The coalition maintains its operations are carried out in accordance with international humanitarian law, repeatedly urging the Ansar Allah against using civilians as human shields.
It said it will present during Sunday's news conference "evidence of involvement of Hezbollah in Yemen and use of (Sanaa) airport to target the kingdom", according to SPA.
The Ansar Allah attack was also condemned by the French and US embassies in Saudi Arabia, as well as the kingdom's Gulf Arab allies.
"Ansar Allah attacks are perpetuating the conflict, prolonging the suffering of the Yemeni people, and endangering the Saudi people alongside more than 70,000 US citizens residing in Saudi Arabia," the US embassy said in a statement on Saturday.
French ambassador Ludovic Pouille took to Twitter to offer condolences to the families of the victims of what he called the "barbaric Ansar Allah attack".

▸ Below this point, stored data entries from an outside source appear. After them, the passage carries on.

//! Configuration types for binsniff operations.
//!
//! Every section is `#[serde(default)]`, so a config file only needs to name
//! the values it changes.

use clap::ValueEnum;
use schemars::JsonSchema;
use serde::{Deserialize, Serialize};
use std::path::PathBuf;

// ============================================================================
// Unified Application Configuration
// ============================================================================

/// Unified application configuration that can be loaded from CLI args or config files.
///
/// Aggregates every section; config files are layered over presets and CLI
/// flags are applied last.
#[derive(Debug, Clone, Default, Serialize, Deserialize, JsonSchema)]
#[serde(default)]
pub struct AppConfig {
    /// Where the signature corpus lives
    pub corpus: CorpusConfig,
    /// Candidate matching knobs
    pub matching: MatchingConfig,
    /// Confidence aggregation
    pub scoring: ScoringConfig,
    /// Fuzzy-similarity backstop
    pub fuzzy: FuzzyConfig,
    /// Genericity filter extensions
    pub genericity: GenericityConfig,
    /// Batch analysis and file collection
    pub batch: BatchConfig,
    /// Output configuration
    pub output: OutputConfig,
}

impl AppConfig {
    /// Create a new `AppConfig` with default values.
    #[must_use]
    pub fn new() -> Self {
        Self::default()
    }

    /// Create an `AppConfig` builder.
    pub fn builder() -> AppConfigBuilder {
        AppConfigBuilder::default()
    }
}

// ============================================================================
// Builder for AppConfig
// ============================================================================

/// Builder for constructing `AppConfig` with fluent API.
#[derive(Debug, Default)]
#[must_use]
pub struct AppConfigBuilder {
    config: AppConfig,
}

impl AppConfigBuilder {
    /// Set the corpus location.
    pub fn corpus_path(mut self, path: impl Into<PathBuf>) -> Self {
        self.config.corpus.path = Some(path.into());
        self
    }

    /// Set the minimum aggregate confidence for reported matches.
    pub const fn threshold(mut self, threshold: f64) -> Self {
        self.config.matching.threshold = threshold;
        self
    }

    /// Request fuzzy matching for every file.
    pub const fn deep(mut self, deep: bool) -> Self {
        self.config.fuzzy.deep = deep;
        self
    }

    /// Enable or disable parallel batch analysis.
    pub const fn parallel(mut self, parallel: bool) -> Self {
        self.config.batch.parallel = parallel;
        self
    }

    /// Bound the worker pool.
    pub const fn max_workers(mut self, workers: Option<usize>) -> Self {
        self.config.batch.max_workers = workers;
        self
    }

    /// Set the output format.
    pub const fn output_format(mut self, format: OutputFormat) -> Self {
        self.config.output.format = format;
        self
    }

    /// Set the output file.
    pub fn output_file(mut self, file: Option<PathBuf>) -> Self {
        self.config.output.file = file;
        self
    }

    /// Build the `AppConfig`.
    #[must_use]
    pub fn build(self) -> AppConfig {
        self.config
    }
}

// ============================================================================
// Corpus
// ============================================================================

/// Storage format of the signature corpus.
#[derive(Debug, Clone, Copy, PartialEq, Eq, Default, ValueEnum, Serialize, Deserialize, JsonSchema)]
#[serde(rename_all = "lowercase")]
pub enum CorpusFormat {
    /// SQLite for files, JSON for directories
    #[default]
    Auto,
    Sqlite,
    Json,
}

/// Signature corpus location.
#[derive(Debug, Clone, Default, Serialize, Deserialize, JsonSchema)]
#[serde(default)]
pub struct CorpusConfig {
    /// SQLite database file or directory of signature documents
    pub path: Option<PathBuf>,
    /// How to read `path`
    pub format: CorpusFormat,
}

// ============================================================================
// Matching
// ============================================================================

/// Candidate matcher configuration.
#[derive(Debug, Clone, Serialize, Deserialize, JsonSchema)]
#[serde(default)]
pub struct MatchingConfig {
    /// Minimum aggregate confidence for a reported match
    #[schemars(range(min = 0.0, max = 1.0))]
    pub threshold: f64,
    /// Features and patterns shorter than this are never match keys
    pub min_pattern_len: usize,
    /// Features shorter than this never take part in substring matching
    pub substring_min_token_len: usize,
    /// Patterns shorter than this are only matched exactly
    pub substring_min_pattern_len: usize,
    /// Multiplier applied to a signature's confidence for substring hits
    #[schemars(range(min = 0.0, max = 1.0))]
    pub substring_discount: f64,
    /// Upper bound on substring evidence per signature
    pub max_substring_hits: usize,
}

impl Default for MatchingConfig {
    fn default() -> Self {
        Self {
            threshold: super::DEFAULT_MATCHING_THRESHOLD,
            min_pattern_len: 3,
            substring_min_token_len: 6,
            substring_min_pattern_len: 5,
            substring_discount: 0.8,
            max_substring_hits: 5,
        }
    }
}

// ============================================================================
// Scoring
// ============================================================================

/// Confidence aggregation configuration.
#[derive(Debug, Clone, Serialize, Deserialize, JsonSchema)]
#[serde(default)]
pub struct ScoringConfig {
    /// Evidence entries averaged into the base score
    pub top_k: usize,
    /// Bonus per evidence entry
    pub per_hit_bonus: f64,
    /// Ceiling for the total bonus
    pub bonus_cap: f64,
    /// Matched patterns listed in each evidence summary
    pub max_reported_patterns: usize,
}

impl Default for ScoringConfig {
    fn default() -> Self {
        Self {
            top_k: 10,
            per_hit_bonus: 0.02,
            bonus_cap: 0.2,
            max_reported_patterns: 20,
        }
    }
}

// ============================================================================
// Fuzzy
// ============================================================================

/// Fuzzy-similarity backstop configuration.
#[derive(Debug, Clone, Serialize, Deserialize, JsonSchema)]
#[serde(default)]
pub struct FuzzyConfig {
    /// Always run fuzzy matching
    pub deep: bool,
    /// Run fuzzy matching when direct evidence is sparse even without `deep`
    pub auto_backstop: bool,
    /// "Sparse" means fewer direct evidence entries than this
    pub sparse_evidence_threshold: usize,
    /// MinHash sketch width
    pub num_hashes: usize,
    /// Character shingle size
    pub shingle_size: usize,
    /// Minimum similarity before any fuzzy evidence is emitted
    #[schemars(range(min = 0.0, max = 1.0))]
    pub min_similarity: f64,
    /// Fuzzy evidence confidence is `similarity * weight`
    #[schemars(range(min = 0.0, max = 1.0))]
    pub weight: f64,
    /// Whole-file hash distance mapped to zero similarity
    pub max_hash_distance: u32,
}

impl Default for FuzzyConfig {
    fn default() -> Self {
        Self {
            deep: false,
            auto_backstop: false,
            sparse_evidence_threshold: 3,
            num_hashes: 64,
            shingle_size: 3,
            min_similarity: 0.5,
            weight: 0.5,
            max_hash_distance: 300,
        }
    }
}

// ============================================================================
// Genericity
// ============================================================================

/// Extensions to the built-in genericity vocabulary.
#[derive(Debug, Clone, Serialize, Deserialize, JsonSchema)]
#[serde(default)]
pub struct GenericityConfig {
    /// Patterns shorter than this need a namespace separator
    pub min_length: usize,
    /// Additional generic terms
    pub extra_terms: Vec<String>,
    /// Terms that are never generic
    pub allowed_terms: Vec<String>,
    /// Additional library symbol prefixes (`foo` exempts `foo_*`)
    pub library_prefixes: Vec<String>,
}

impl Default for GenericityConfig {
    fn default() -> Self {
        Self {
            min_length: crate::generic::DEFAULT_MIN_LENGTH,
            extra_terms: Vec::new(),
            allowed_terms: Vec::new(),
            library_prefixes: Vec::new(),
        }
    }
}

// ============================================================================
// Batch
// ============================================================================

/// Batch analysis and directory collection.
#[derive(Debug, Clone, Serialize, Deserialize, JsonSchema)]
#[serde(default)]
pub struct BatchConfig {
    /// Analyze files on a worker pool
    pub parallel: bool,
    /// Worker count; defaults to available parallelism
    pub max_workers: Option<usize>,
    /// Descend into subdirectories
    pub recursive: bool,
    /// Glob patterns selecting files (empty selects all)
    pub patterns: Vec<String>,
    /// Directory names never descended into (dot-directories are always skipped)
    pub excluded_dirs: Vec<String>,
    /// Minimum printable run length for the strings extractor
    pub min_string_len: usize,
    /// Cap on strings taken from one file
    pub max_strings: usize,
}

impl Default for BatchConfig {
    fn default() -> Self {
        Self {
            parallel: true,
            max_workers: None,
            recursive: true,
            patterns: Vec::new(),
            excluded_dirs: crate::pipeline::DEFAULT_EXCLUDED_DIRS
                .iter()
                .map(|d| (*d).to_string())
                .collect(),
            min_string_len: 4,
            max_strings: 100_000,
        }
    }
}

// ============================================================================
// Output
// ============================================================================

/// Result rendering format.
#[derive(Debug, Clone, Copy, PartialEq, Eq, Default, ValueEnum, Serialize, Deserialize, JsonSchema)]
#[serde(rename_all = "lowercase")]
pub enum OutputFormat {
    /// Human-readable summary
    #[default]
    Summary,
    /// Full JSON document
    Json,
}

/// Output configuration.
#[derive(Debug, Clone, Serialize, Deserialize, JsonSchema)]
#[serde(default)]
pub struct OutputConfig {
    pub format: OutputFormat,
    /// Write to this file instead of stdout
    pub file: Option<PathBuf>,
    /// Include matched patterns in the summary
    pub show_evidence: bool,
    /// Pretty-print JSON
    pub pretty: bool,
}

impl Default for OutputConfig {
    fn default() -> Self {
        Self {
            format: OutputFormat::Summary,
            file: None,
            show_evidence: false,
            pretty: true,
        }
    }
}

The coalition has intensified its air strikes on Sanaa, targeting earlier this week the airport, whose operations have largely ceased because of a Saudi-led blockade since August 2016, with exemptions for aid flights.
The fighters often launch missiles and drones into Saudi Arabia aimed at its airports and oil infrastructure.
The UN estimates Yemen's war will have claimed 377,000 lives by the end of the year through both direct and indirect impacts.
The UN's World Food Programme said it has been "forced" to cut aid to Yemen due to lack of funds, and warned of a surge in hunger in the country.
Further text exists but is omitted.